The occasion was a press conference in Carlstadt to unveil a “vision plan” for the Meadowlands sports complex – one that includes two new hotels, four casino spaces, a convention center, and a monorail “people mover.”

“We have a place that has enormous infrastructure support,” said Simoncini. “We have a place that’s within 20 miles of 6.4 million people and most of the highest earning zipcodes in the country are in that 20 mile radius. What are we waiting for?”

The $1.2 billion plan

The vision plan, essentially a suggested blueprint for the region, has been in the works for a year, according to Jim Kirkos, president and CEO of the Meadowlands Regional Chamber.

“We do not want to turn the sports complex into an Atlantic City,” said Kirkos. “Our plan talks about gaming or casino districts at the sports complex with a varying type of casino product that would appeal to different types of age groups and audiences.”

As an example, he indicated there might be a “racino” for the racetrack, a huge casino floor for slots and table games, and separate areas for high rollers.

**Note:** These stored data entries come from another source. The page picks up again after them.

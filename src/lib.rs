// src/lib.rs

pub mod generator;
pub mod geometry;
pub mod intersection;
pub mod manifold;
pub mod projection;
pub mod shape;
pub mod voronoi;

pub use geometry::{Aabb, Circle, ConvexPolygon, ShapeError, MAX_VERTICES};
pub use intersection::SatTest;
pub use manifold::Manifold;
pub use shape::Shape;
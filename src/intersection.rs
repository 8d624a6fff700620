// src/intersection.rs

use glam::Vec2;

use crate::geometry::{Circle, ConvexPolygon};
use crate::manifold::Manifold;
use crate::projection::{axis_overlap, support};
use crate::voronoi::VoronoiRegion;

/// Separating axis tests between circles and convex polygons.
///
/// Every test returns whether the shapes intersect. When a manifold is
/// supplied it is reset on entry and, on intersection, holds the axis of
/// least penetration with the normal pointing from the first argument
/// toward the second.
pub struct SatTest;

impl SatTest {
    /// True when one of `pa`'s edge normals separates `pb` from it.
    /// An empty `pb` has no support point and is never separated.
    pub fn is_axis_separating<const N: usize, const M: usize>(
        pa: &ConvexPolygon<N>,
        pb: &ConvexPolygon<M>,
    ) -> bool {
        if pb.count() == 0 {
            return false;
        }

        for (vertex, &n) in pa.vertices().iter().zip(pa.normals()) {
            let c = vertex.dot(n);
            let index = support(pb, -n);
            let d = pb.vertices()[index].dot(n) - c;

            if d >= 0.0 {
                log::trace!("separating axis {:?} (gap {})", n, d);
                return true;
            }
        }

        false
    }

    pub fn poly_poly<const N: usize, const M: usize>(
        p1: &ConvexPolygon<N>,
        p2: &ConvexPolygon<M>,
        mut manifold: Option<&mut Manifold>,
    ) -> bool {
        if let Some(m) = manifold.as_deref_mut() {
            m.reset();
        }

        if Self::is_axis_separating(p1, p2) || Self::is_axis_separating(p2, p1) {
            return false;
        }

        if let Some(m) = manifold {
            for &axis in p1.normals().iter().chain(p2.normals()) {
                m.update(axis, axis_overlap(p1, p2, axis));
            }
        }

        true
    }

    pub fn poly_circle<const N: usize>(
        p: &ConvexPolygon<N>,
        c: &Circle,
        mut manifold: Option<&mut Manifold>,
    ) -> bool {
        if let Some(m) = manifold.as_deref_mut() {
            m.reset();
        }

        let radius2 = c.radius * c.radius;
        let vertices = p.vertices();
        let edges = p.edges();
        let normals = p.normals();
        let count = p.count();

        for i in 0..count {
            let next = if i + 1 == count { 0 } else { i + 1 };
            let prev = if i == 0 { count - 1 } else { i - 1 };

            let point = c.position - vertices[i];

            // Offset from the polygon corner owning the circle center, if any.
            let corner = match VoronoiRegion::classify(point, edges[i]) {
                VoronoiRegion::Left => {
                    let from_prev = c.position - vertices[prev];
                    (VoronoiRegion::classify(from_prev, edges[prev]) == VoronoiRegion::Right)
                        .then_some(point)
                }
                VoronoiRegion::Right => {
                    let from_next = c.position - vertices[next];
                    (VoronoiRegion::classify(from_next, edges[next]) == VoronoiRegion::Left)
                        .then_some(from_next)
                }
                VoronoiRegion::Middle => None,
            };

            match corner {
                Some(offset) => {
                    let dist2 = offset.length_squared();
                    if dist2 > radius2 {
                        log::trace!("circle {:?} clear of corner by {}", c, dist2.sqrt() - c.radius);
                        return false;
                    }

                    if let Some(m) = manifold.as_deref_mut() {
                        m.update(offset.normalize_or_zero(), c.radius - dist2.sqrt());
                    }
                }
                None => {
                    let normal = normals[i];
                    let diff = normal.dot(point);
                    if diff > 0.0 && diff.abs() > c.radius {
                        log::trace!("circle {:?} clear of edge {} by {}", c, i, diff - c.radius);
                        return false;
                    }

                    if let Some(m) = manifold.as_deref_mut() {
                        m.update(normal, c.radius - diff);
                    }
                }
            }
        }

        true
    }

    pub fn circle_poly<const N: usize>(
        c: &Circle,
        p: &ConvexPolygon<N>,
        manifold: Option<&mut Manifold>,
    ) -> bool {
        match manifold {
            Some(m) => {
                let hit = Self::poly_circle(p, c, Some(&mut *m));
                *m = m.flipped();
                hit
            }
            None => Self::poly_circle(p, c, None),
        }
    }

    /// Closed form. Concentric circles report `Vec2::X` as their normal.
    pub fn circle_circle(c1: &Circle, c2: &Circle, mut manifold: Option<&mut Manifold>) -> bool {
        if let Some(m) = manifold.as_deref_mut() {
            m.reset();
        }

        let delta = c2.position - c1.position;
        let radii = c1.radius + c2.radius;
        let dist2 = delta.length_squared();

        if dist2 > radii * radii {
            return false;
        }

        if let Some(m) = manifold {
            let dist = dist2.sqrt();
            m.normal = if dist > 0.0 { delta / dist } else { Vec2::X };
            m.overlap = radii - dist;
        }

        true
    }
}
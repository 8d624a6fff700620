// src/manifold.rs

use bytemuck::{Pod, Zeroable};
use glam::Vec2;

/// Minimum translation result of an intersection test.
///
/// `normal` points from the first shape passed to a test toward the second;
/// moving the second shape by `normal * overlap` separates the pair.
/// Only meaningful when the test reported an intersection.
#[repr(C)]
#[derive(Clone, Copy, Debug, Pod, Zeroable, PartialEq)]
pub struct Manifold {
    pub normal: Vec2,
    pub overlap: f32,
}

impl Default for Manifold {
    fn default() -> Self {
        Self::new()
    }
}

impl Manifold {
    pub fn new() -> Self {
        Self {
            normal: Vec2::ZERO,
            overlap: f32::MAX,
        }
    }

    pub fn reset(&mut self) {
        *self = Self::new();
    }

    /// Keeps the candidate axis if its penetration is strictly smaller.
    ///
    /// The sign of `overlap` encodes the push direction: negative flips the
    /// normal, zero leaves the previous normal in place.
    pub fn update(&mut self, normal: Vec2, overlap: f32) {
        let abs_overlap = overlap.abs();

        if abs_overlap < self.overlap {
            self.overlap = abs_overlap;

            if overlap < 0.0 {
                self.normal = -normal;
            } else if overlap > 0.0 {
                self.normal = normal;
            }
        }
    }

    pub fn flipped(&self) -> Self {
        Self {
            normal: -self.normal,
            overlap: self.overlap,
        }
    }

    /// Translation that pushes the second shape out of the first.
    pub fn translation(&self) -> Vec2 {
        self.normal * self.overlap
    }
}
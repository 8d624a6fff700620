// benches/sat_benchmark.rs
use criterion::{black_box, criterion_group, criterion_main, Criterion};

use glam::Vec2;
use rand::Rng;
use sat2d::generator::PolygonGenerator;
use sat2d::{Circle, ConvexPolygon, Manifold, SatTest, MAX_VERTICES};

fn create_test_pair(rng: &mut impl Rng) -> (ConvexPolygon, ConvexPolygon) {
    let vertices1 = rng.gen_range(3..=MAX_VERTICES);
    let radius1 = rng.gen_range(60.0..100.0);
    let poly1 = PolygonGenerator::generate_convex_polygon_with(rng, Vec2::ZERO, radius1, vertices1);

    let vertices2 = rng.gen_range(3..=MAX_VERTICES);
    let radius2 = rng.gen_range(60.0..100.0);
    let poly2 = PolygonGenerator::generate_convex_polygon_with(rng, Vec2::new(50.0, 0.0), radius2, vertices2); // Slightly offset
    (poly1, poly2)
}

fn sat_benchmark_fn(c: &mut Criterion) {
    let mut rng = rand::thread_rng();

    const NUM_BENCH_PAIRS: usize = 100;
    let pairs: Vec<(ConvexPolygon, ConvexPolygon)> =
        (0..NUM_BENCH_PAIRS).map(|_| create_test_pair(&mut rng)).collect();
    let circles: Vec<Circle> = (0..NUM_BENCH_PAIRS)
        .map(|_| {
            let center = Vec2::new(rng.gen_range(0.0..120.0), 0.0);
            PolygonGenerator::generate_circle_with(&mut rng, center, 40.0)
        })
        .collect();

    let mut group = c.benchmark_group("SatOperations");

    group.bench_function("poly_poly_100_pairs_bool", |b| {
        let mut pair_iter = pairs.iter().cycle();
        b.iter(|| {
            let (poly1, poly2) = pair_iter.next().unwrap();
            SatTest::poly_poly(black_box(poly1), black_box(poly2), None)
        })
    });

    group.bench_function("poly_poly_100_pairs_manifold", |b| {
        let mut manifold = Manifold::new();
        let mut pair_iter = pairs.iter().cycle();
        b.iter(|| {
            let (poly1, poly2) = pair_iter.next().unwrap();
            SatTest::poly_poly(black_box(poly1), black_box(poly2), Some(black_box(&mut manifold)))
        })
    });

    group.bench_function("poly_circle_100_pairs_manifold", |b| {
        let mut manifold = Manifold::new();
        let mut pair_iter = pairs.iter().zip(circles.iter()).cycle();
        b.iter(|| {
            let ((poly, _), circle) = pair_iter.next().unwrap();
            SatTest::poly_circle(black_box(poly), black_box(circle), Some(black_box(&mut manifold)))
        })
    });
    group.finish();
}

criterion_group!(benches, sat_benchmark_fn);
criterion_main!(benches);
#[cfg(test)]
mod tests {
    use super::*;
    use crate::ast::CompilationUnit;
    use crate::scope::BindingId;

    fn binding(unit: &CompilationUnit, name: &str) -> BindingId {
        let node = unit.find(NodeKind::Name, name).unwrap();
        unit.ast.binding_of(node).unwrap()
    }

    fn statements(unit: &CompilationUnit, first: &str, last: &str) -> Vec<NodeId> {
        let start = unit.source.find(first).unwrap();
        let end = unit.source.find(last).unwrap() + last.len();
        let range = TextRange::new(start, end);
        let covering = unit.ast.covering_node(range);
        unit.ast
            .children(covering)
            .iter()
            .copied()
            .filter(|c| range.covers(unit.ast.range(*c)))
            .collect()
    }

    #[test]
    fn test_in_out_read_and_write() {
        let unit = CompilationUnit::parse("t.js", "function f(a) { let b = a + 1; b++; return b; }").unwrap();
        let nodes = statements(&unit, "let b", "b++;");
        let info = FlowAnalyzer::in_out(&unit.ast).perform(&nodes);
        assert_eq!(info.get(binding(&unit, "a")), AccessMode::READ);
        assert_eq!(info.get(binding(&unit, "b")), AccessMode::WRITE);
        assert_eq!(info.return_kind(), ReturnKind::NoReturn);
    }

    #[test]
    fn test_branch_accesses_are_potential() {
        let src = "function f(c, x) { if (c) { x = 1; } else { g(x); } }";
        let unit = CompilationUnit::parse("t.js", src).unwrap();
        let stmt = unit.find(NodeKind::If, "if (c) { x = 1; } else { g(x); }").unwrap();
        let info = FlowAnalyzer::in_out(&unit.ast).perform(&[stmt]);
        assert_eq!(
            info.get(binding(&unit, "x")),
            AccessMode::READ_POTENTIAL | AccessMode::WRITE_POTENTIAL
        );
        assert_eq!(info.get(binding(&unit, "c")), AccessMode::READ);
    }

    #[test]
    fn test_partial_return() {
        let src = "function f(c) { if (c) { return 1; } g(); }";
        let unit = CompilationUnit::parse("t.js", src).unwrap();
        let stmt = unit.find(NodeKind::If, "if (c) { return 1; }").unwrap();
        let info = FlowAnalyzer::in_out(&unit.ast).perform(&[stmt]);
        assert_eq!(info.return_kind(), ReturnKind::PartialReturn);
    }

    #[test]
    fn test_closure_access_is_unknown() {
        let src = "function f(x) { run(() => x); }";
        let unit = CompilationUnit::parse("t.js", src).unwrap();
        let stmt = unit.find(NodeKind::ExprStmt, "run(() => x);").unwrap();
        let info = FlowAnalyzer::in_out(&unit.ast).perform(&[stmt]);
        let mode = info.get(binding(&unit, "x"));
        assert!(mode.contains(AccessMode::UNKNOWN));
        assert!(mode.contains(AccessMode::READ_POTENTIAL));
    }

    #[test]
    fn test_input_mode_marks_outside_unknown() {
        let src = "function f() { let a = 1; let b = a; g(b); }";
        let unit = CompilationUnit::parse("t.js", src).unwrap();
        let func = unit.find(NodeKind::FunctionDecl, src).unwrap();
        let start = src.find("let b = a;").unwrap();
        let selection = TextRange::at(start, "let b = a;".len());
        let body = unit.ast.body_statements(func);
        let info = FlowAnalyzer::input(&unit.ast, selection).perform(&body);
        let b = binding(&unit, "b");
        assert!(info.get(b).contains(AccessMode::WRITE));
        assert!(info.get(b).contains(AccessMode::UNKNOWN));
    }

    #[test]
    fn test_after_mode_in_loop() {
        let src = "function f() { let s = 0; for (let i = 0; i < 3; i++) { g(s); s = s + i; } }";
        let unit = CompilationUnit::parse("t.js", src).unwrap();
        let func = unit.find(NodeKind::FunctionDecl, src).unwrap();
        let start = src.find("s = s + i;").unwrap();
        let selection = TextRange::at(start, "s = s + i;".len());
        let info = FlowAnalyzer::after(&unit.ast, selection).perform(&unit.ast.body_statements(func));
        assert!(info.get(binding(&unit, "s")).intersects(AccessMode::ANY_READ));
    }

    #[test]
    fn test_after_mode_write_hides_later_read() {
        let src = "function f() { let a = 1; a = 2; g(a); }";
        let unit = CompilationUnit::parse("t.js", src).unwrap();
        let func = unit.find(NodeKind::FunctionDecl, src).unwrap();
        let selection = TextRange::at(src.find("let a = 1;").unwrap(), "let a = 1;".len());
        let info = FlowAnalyzer::after(&unit.ast, selection).perform(&unit.ast.body_statements(func));
        assert!(!info.get(binding(&unit, "a")).intersects(AccessMode::ANY_READ));
    }

    #[test]
    fn test_branch_escapes() {
        let src = "function f() { while (c) { if (d) { break; } for (;;) { continue; } } }";
        let unit = CompilationUnit::parse("t.js", src).unwrap();
        let stmt = unit.find(NodeKind::If, "if (d) { break; }").unwrap();
        assert_eq!(branch_escapes(&unit.ast, &[stmt]).len(), 1);
        let inner = unit.find(NodeKind::For, "for (;;) { continue; }").unwrap();
        assert!(branch_escapes(&unit.ast, &[inner]).is_empty());
    }
}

The two hotel spaces would similarly be aimed at different audiences, offering a high-end luxury hotel as well as a family oriented resort. One would be attached to the convention center and the other to the racetrack.

The convention center itself, projected to be 700,000 to 1 million square feet, would be located near the American Dream megamall.

The cost for the 2,000-room hotel complexes was estimated at $1.1 billion, with an additional $175 million for the convention center, $400 million for parking, and $65 million for the people mover.

Breaking the Atlantic City stranglehold

Gambling has become a hot topic recently in northern New Jersey. With Atlantic City floundering – three casinos are set to close this year alone and profits are down to half of what they were in 2006 – discussions have taken place about allowing casinos in other regions.

That was not previously an option, due to a plan that Gov. Christopher Christie put in place in 2011 as part of a bid to revitalize Atlantic City. That plan included a five-year ban on any discussion of allowing gambling anywhere else in the state.

However, even State Senate President Stephen Sweeney, a democrat from South Jersey who has been one of the most vocal opponents of allowing gambling outside Atlantic City – fearing that it would further impact the city – has relented and taken part in private discussions with officials about allowing casinos in the northern part of the state, in part as a way to generate revenue to support Atlantic City.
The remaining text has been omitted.